Last November, I switched jobs and went to work for a foreign company the final 6 weeks of the year as a contract employee. I invoice them twice per month for my wages. Two questions: 1. What form do I need to report these wages? 2. How do I pay S.S. and Medicare? Is this completely separate from my April 15th filing or done at the same time? For the last 15+ years, my taxes have been the same-old same-old where I itemize my charitable contributions, property taxes and mortgage interest. I haven't had to do it any different for a long time. Thanks in advance.

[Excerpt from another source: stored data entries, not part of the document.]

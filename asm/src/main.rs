use clap::Parser;
use color_print::cprintln;

const HELP_TEMPLATE: &str = "\
{before-help}{bin} {version}
  {author}
  {about}

{usage-heading}
{tab}{usage}

{all-args}{after-help}";

#[derive(Debug, clap::Parser)]
#[clap(author, version, about, help_template = HELP_TEMPLATE)]
struct Args {
    /// Program name; reads <NAME>.txt and writes <NAME>.lst, .sym and .bin
    #[clap(default_value = "main")]
    name: String,

    /// Dump the listing to the terminal
    #[clap(short, long)]
    dump: bool,
}

fn main() -> anyhow::Result<()> {
    env_logger::init();
    let args = Args::parse();
    println!("SAP Assembler");

    println!("1. Assemble {}.txt", args.name);
    let asm = sapasm::assemble_file(&args.name)?;

    if args.dump {
        asm.listing.cprint();
    }

    let source = std::fs::read_to_string(format!("{}.txt", args.name))?;
    let lines: Vec<&str> = source.lines().collect();
    for record in &asm.listing.records {
        if let Some(err) = &record.error {
            let line = lines.get(record.line - 1).copied().unwrap_or("");
            err.print_diag(&format!("{}.txt", args.name), record.line, line);
        }
    }
    for (label, line) in &asm.listing.duplicates {
        let raw = lines.get(line - 1).copied().unwrap_or("");
        sapasm::Error::DuplicateLabel(label.clone()).print_diag(
            &format!("{}.txt", args.name),
            *line,
            raw,
        );
    }

    println!("2. Output");
    println!("  > {}.lst", args.name);
    println!("  > {}.sym", args.name);
    if asm.is_ok() {
        println!("  > {}.bin ({} words)", args.name, asm.words.len());
        Ok(())
    } else {
        cprintln!(
            "<red,bold>{} error{}</> in program. See listing for details.",
            asm.errors,
            if asm.errors == 1 { "" } else { "s" }
        );
        std::process::exit(1);
    }
}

1) You can report them on Schedule C. http://www.irs.gov/pub/irs-pdf/f1040sc.pdf Contract work is basically you working for yourself. There are also expenses that you can claim from working for yourself, and you can report those on Schedule C as well. 2) You will pay self employment tax (basically S.S. and Medicare) and you get to deduct half of it since you are working for yourself. If you are doing your taxes on a program like Turbotax or something then it will automatically calculate your self-employment tax based on what you put on the Schedule C. So you pay this tax when you file your regular taxes.
Icehouse is correct. Schedule C is how I've reported contract income and deducted expenses (including gasoline for the expense of driving to sites or meetings). I filed a schedule SE for the self employment-tax, which was pretty easy. You just plug numbers in and it walks you through how to calculate your self-employment tax.